**WHAT TO WORK ON**: Below are several records. Retype exactly those lines running from the one with "use clap::Parser;" through the one with "for typed access.", end lines included, and no others.

BEGIN

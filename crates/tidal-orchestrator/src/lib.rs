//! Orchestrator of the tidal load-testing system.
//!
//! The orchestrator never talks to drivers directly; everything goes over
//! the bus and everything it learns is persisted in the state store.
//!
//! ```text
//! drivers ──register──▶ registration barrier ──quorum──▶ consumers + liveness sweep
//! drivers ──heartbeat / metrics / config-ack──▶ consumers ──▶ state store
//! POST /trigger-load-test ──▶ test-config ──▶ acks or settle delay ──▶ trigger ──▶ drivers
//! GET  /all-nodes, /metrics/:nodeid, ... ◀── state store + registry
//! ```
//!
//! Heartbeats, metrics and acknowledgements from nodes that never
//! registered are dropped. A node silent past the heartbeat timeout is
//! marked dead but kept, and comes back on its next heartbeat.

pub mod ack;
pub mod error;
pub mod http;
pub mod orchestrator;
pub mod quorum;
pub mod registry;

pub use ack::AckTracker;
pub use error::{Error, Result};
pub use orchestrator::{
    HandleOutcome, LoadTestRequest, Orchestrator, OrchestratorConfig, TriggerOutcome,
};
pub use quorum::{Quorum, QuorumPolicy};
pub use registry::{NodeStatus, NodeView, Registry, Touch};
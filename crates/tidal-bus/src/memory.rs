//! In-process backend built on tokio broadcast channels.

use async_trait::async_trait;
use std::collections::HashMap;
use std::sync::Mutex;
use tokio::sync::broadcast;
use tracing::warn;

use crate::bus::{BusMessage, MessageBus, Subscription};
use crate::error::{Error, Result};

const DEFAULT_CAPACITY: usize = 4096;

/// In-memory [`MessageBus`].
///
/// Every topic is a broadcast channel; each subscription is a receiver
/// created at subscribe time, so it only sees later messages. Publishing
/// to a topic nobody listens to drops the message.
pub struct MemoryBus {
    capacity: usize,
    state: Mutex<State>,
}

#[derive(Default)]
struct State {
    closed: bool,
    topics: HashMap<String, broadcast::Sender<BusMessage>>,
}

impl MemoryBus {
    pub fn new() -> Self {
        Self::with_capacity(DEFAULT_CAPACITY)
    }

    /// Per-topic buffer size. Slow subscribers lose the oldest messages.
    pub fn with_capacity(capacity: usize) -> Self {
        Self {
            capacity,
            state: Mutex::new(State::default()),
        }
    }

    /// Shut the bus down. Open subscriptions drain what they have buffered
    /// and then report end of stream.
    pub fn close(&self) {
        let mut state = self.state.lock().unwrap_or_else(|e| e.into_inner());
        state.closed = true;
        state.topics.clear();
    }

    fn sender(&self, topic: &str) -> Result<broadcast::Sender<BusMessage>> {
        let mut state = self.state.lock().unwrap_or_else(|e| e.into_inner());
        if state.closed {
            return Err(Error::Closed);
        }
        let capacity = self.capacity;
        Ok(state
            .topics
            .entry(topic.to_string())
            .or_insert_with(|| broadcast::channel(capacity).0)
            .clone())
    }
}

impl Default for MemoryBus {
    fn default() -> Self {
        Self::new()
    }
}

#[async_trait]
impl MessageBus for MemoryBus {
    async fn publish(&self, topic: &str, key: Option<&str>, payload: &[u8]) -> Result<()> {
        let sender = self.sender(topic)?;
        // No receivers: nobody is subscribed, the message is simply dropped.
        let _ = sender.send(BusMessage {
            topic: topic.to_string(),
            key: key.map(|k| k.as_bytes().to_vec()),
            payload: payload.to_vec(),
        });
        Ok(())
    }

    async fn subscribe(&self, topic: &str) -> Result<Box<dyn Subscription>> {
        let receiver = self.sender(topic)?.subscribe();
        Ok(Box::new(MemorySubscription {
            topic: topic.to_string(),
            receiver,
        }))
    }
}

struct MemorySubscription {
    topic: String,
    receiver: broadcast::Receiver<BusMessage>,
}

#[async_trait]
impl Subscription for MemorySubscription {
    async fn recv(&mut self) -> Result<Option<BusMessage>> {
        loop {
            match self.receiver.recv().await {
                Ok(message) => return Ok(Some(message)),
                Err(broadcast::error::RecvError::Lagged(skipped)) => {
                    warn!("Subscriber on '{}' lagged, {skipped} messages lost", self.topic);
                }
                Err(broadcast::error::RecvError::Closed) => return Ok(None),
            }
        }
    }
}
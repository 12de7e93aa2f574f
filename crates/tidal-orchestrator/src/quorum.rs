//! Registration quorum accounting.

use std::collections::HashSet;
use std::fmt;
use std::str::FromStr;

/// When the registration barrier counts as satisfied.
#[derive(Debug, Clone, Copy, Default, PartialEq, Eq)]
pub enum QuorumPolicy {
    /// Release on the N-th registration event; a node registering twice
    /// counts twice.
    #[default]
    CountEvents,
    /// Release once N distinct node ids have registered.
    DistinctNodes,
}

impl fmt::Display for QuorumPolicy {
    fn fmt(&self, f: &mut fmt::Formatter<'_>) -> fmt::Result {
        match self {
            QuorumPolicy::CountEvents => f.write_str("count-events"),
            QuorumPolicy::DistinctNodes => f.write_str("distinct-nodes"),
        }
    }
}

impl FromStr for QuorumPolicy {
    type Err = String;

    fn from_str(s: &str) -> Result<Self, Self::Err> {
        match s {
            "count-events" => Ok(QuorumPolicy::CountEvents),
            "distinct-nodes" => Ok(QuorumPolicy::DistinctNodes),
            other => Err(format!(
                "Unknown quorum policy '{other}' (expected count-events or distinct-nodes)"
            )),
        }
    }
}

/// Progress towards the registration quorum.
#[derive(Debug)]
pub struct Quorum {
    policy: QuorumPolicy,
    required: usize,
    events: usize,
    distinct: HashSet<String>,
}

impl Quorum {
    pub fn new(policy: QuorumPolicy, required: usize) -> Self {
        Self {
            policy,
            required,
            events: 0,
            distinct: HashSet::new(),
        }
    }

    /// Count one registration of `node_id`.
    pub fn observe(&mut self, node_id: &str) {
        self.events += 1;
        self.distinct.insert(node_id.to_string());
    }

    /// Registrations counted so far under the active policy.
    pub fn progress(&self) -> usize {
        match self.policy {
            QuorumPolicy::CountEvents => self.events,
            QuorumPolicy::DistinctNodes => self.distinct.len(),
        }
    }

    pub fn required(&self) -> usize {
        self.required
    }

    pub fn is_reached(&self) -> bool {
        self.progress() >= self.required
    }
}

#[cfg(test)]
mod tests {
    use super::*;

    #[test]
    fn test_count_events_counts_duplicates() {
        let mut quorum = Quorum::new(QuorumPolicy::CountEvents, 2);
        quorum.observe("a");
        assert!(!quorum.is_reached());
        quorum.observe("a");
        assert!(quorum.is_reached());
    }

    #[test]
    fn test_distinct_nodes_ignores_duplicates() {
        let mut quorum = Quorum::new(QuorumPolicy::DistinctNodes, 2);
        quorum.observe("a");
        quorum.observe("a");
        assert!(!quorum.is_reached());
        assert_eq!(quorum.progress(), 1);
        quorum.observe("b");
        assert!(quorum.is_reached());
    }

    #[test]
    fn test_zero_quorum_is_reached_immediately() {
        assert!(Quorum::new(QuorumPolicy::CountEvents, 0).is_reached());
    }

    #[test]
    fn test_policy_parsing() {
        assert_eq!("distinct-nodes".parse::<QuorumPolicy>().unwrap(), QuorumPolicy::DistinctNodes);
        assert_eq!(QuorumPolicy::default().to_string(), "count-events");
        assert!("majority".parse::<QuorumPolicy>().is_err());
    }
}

END
BEGIN

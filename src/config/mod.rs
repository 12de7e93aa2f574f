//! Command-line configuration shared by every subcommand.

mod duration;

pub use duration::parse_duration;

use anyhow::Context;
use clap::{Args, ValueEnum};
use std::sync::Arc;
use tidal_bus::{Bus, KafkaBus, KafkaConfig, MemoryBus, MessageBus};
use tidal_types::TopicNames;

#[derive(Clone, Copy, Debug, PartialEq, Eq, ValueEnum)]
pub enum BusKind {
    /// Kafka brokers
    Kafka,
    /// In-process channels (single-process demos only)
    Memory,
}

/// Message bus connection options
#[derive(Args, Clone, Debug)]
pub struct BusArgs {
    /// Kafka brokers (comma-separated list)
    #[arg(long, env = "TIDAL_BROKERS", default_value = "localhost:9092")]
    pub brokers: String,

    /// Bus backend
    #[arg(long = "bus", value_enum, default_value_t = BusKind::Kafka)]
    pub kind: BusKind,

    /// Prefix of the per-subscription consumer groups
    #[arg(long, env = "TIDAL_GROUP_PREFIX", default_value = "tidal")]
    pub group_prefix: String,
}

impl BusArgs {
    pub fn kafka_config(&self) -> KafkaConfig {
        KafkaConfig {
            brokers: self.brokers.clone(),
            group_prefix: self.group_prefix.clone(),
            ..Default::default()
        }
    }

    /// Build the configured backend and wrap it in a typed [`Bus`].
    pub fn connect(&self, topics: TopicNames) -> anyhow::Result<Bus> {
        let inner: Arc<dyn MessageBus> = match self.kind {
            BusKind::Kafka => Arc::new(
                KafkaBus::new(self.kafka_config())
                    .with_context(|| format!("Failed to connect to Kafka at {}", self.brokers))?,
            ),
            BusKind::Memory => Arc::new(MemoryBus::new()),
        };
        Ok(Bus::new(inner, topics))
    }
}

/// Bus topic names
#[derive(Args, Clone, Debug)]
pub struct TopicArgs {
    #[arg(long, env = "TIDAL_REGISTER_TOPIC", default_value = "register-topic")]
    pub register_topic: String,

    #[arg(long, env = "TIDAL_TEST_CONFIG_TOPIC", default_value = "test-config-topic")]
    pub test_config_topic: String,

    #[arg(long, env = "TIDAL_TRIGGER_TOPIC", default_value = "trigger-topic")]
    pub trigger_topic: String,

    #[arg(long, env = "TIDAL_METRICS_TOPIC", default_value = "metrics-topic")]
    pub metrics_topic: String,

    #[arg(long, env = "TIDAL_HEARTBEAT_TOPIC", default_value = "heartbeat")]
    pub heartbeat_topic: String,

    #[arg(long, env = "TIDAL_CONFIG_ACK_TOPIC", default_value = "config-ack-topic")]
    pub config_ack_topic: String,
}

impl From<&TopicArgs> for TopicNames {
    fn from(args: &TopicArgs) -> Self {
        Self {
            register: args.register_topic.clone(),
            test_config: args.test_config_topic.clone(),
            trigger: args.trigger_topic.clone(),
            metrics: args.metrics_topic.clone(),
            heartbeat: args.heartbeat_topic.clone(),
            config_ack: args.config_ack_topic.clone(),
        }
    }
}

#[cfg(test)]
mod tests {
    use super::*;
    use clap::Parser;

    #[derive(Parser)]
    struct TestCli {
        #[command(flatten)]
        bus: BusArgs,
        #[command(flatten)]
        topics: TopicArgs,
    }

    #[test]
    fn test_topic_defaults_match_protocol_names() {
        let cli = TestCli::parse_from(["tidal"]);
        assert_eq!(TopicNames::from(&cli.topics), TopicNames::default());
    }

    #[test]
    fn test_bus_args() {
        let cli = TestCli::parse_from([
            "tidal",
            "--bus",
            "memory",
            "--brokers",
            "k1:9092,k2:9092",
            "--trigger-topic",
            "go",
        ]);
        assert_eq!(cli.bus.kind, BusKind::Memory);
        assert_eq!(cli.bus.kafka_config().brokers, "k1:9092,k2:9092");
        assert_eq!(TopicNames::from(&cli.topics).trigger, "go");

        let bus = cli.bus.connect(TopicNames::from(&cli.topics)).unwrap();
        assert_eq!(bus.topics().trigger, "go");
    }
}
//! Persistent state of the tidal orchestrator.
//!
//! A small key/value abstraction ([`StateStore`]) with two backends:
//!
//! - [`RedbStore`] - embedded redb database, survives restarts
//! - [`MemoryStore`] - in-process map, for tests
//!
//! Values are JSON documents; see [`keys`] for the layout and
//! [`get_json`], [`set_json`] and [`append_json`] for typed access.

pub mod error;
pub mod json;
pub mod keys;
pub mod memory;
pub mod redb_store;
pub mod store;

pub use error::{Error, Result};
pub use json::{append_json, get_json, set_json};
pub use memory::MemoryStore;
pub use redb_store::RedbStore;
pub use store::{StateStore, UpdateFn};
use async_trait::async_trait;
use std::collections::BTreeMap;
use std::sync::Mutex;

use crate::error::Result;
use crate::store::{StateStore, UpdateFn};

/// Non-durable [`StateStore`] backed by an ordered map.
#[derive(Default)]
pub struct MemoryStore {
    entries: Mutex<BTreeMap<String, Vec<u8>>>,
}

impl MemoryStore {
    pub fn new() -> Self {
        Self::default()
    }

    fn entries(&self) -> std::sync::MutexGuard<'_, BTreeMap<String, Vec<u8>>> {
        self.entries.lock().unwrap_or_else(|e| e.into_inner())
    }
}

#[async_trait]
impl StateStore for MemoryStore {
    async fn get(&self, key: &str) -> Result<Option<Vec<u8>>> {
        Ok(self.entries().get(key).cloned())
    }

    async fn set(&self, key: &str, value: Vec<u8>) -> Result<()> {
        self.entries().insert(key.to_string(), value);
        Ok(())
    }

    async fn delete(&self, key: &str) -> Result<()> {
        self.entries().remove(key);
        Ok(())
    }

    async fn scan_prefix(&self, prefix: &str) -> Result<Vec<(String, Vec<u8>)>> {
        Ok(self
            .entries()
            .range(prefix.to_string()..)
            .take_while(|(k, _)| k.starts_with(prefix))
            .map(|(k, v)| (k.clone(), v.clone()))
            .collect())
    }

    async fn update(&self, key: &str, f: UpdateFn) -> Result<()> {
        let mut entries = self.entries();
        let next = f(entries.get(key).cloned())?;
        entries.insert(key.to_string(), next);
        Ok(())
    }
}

END

**TASK RESPONSE**:
    use clap::Parser;

    #[derive(Parser)]
    struct TestCli {
        #[command(flatten)]
        bus: BusArgs,
        #[command(flatten)]
        topics: TopicArgs,
    }

    #[test]
    fn test_topic_defaults_match_protocol_names() {
        let cli = TestCli::parse_from(["tidal"]);
        assert_eq!(TopicNames::from(&cli.topics), TopicNames::default());
    }

    #[test]
    fn test_bus_args() {
        let cli = TestCli::parse_from([
            "tidal",
            "--bus",
            "memory",
            "--brokers",
            "k1:9092,k2:9092",
            "--trigger-topic",
            "go",
        ]);
        assert_eq!(cli.bus.kind, BusKind::Memory);
        assert_eq!(cli.bus.kafka_config().brokers, "k1:9092,k2:9092");
        assert_eq!(TopicNames::from(&cli.topics).trigger, "go");

        let bus = cli.bus.connect(TopicNames::from(&cli.topics)).unwrap();
        assert_eq!(bus.topics().trigger, "go");
    }
}
//! Persistent state of the tidal orchestrator.
//!
//! A small key/value abstraction ([`StateStore`]) with two backends:
//!
//! - [`RedbStore`] - embedded redb database, survives restarts
//! - [`MemoryStore`] - in-process map, for tests
//!
//! Values are JSON documents; see [`keys`] for the layout and
//! [`get_json`], [`set_json`] and [`append_json`] for typed access.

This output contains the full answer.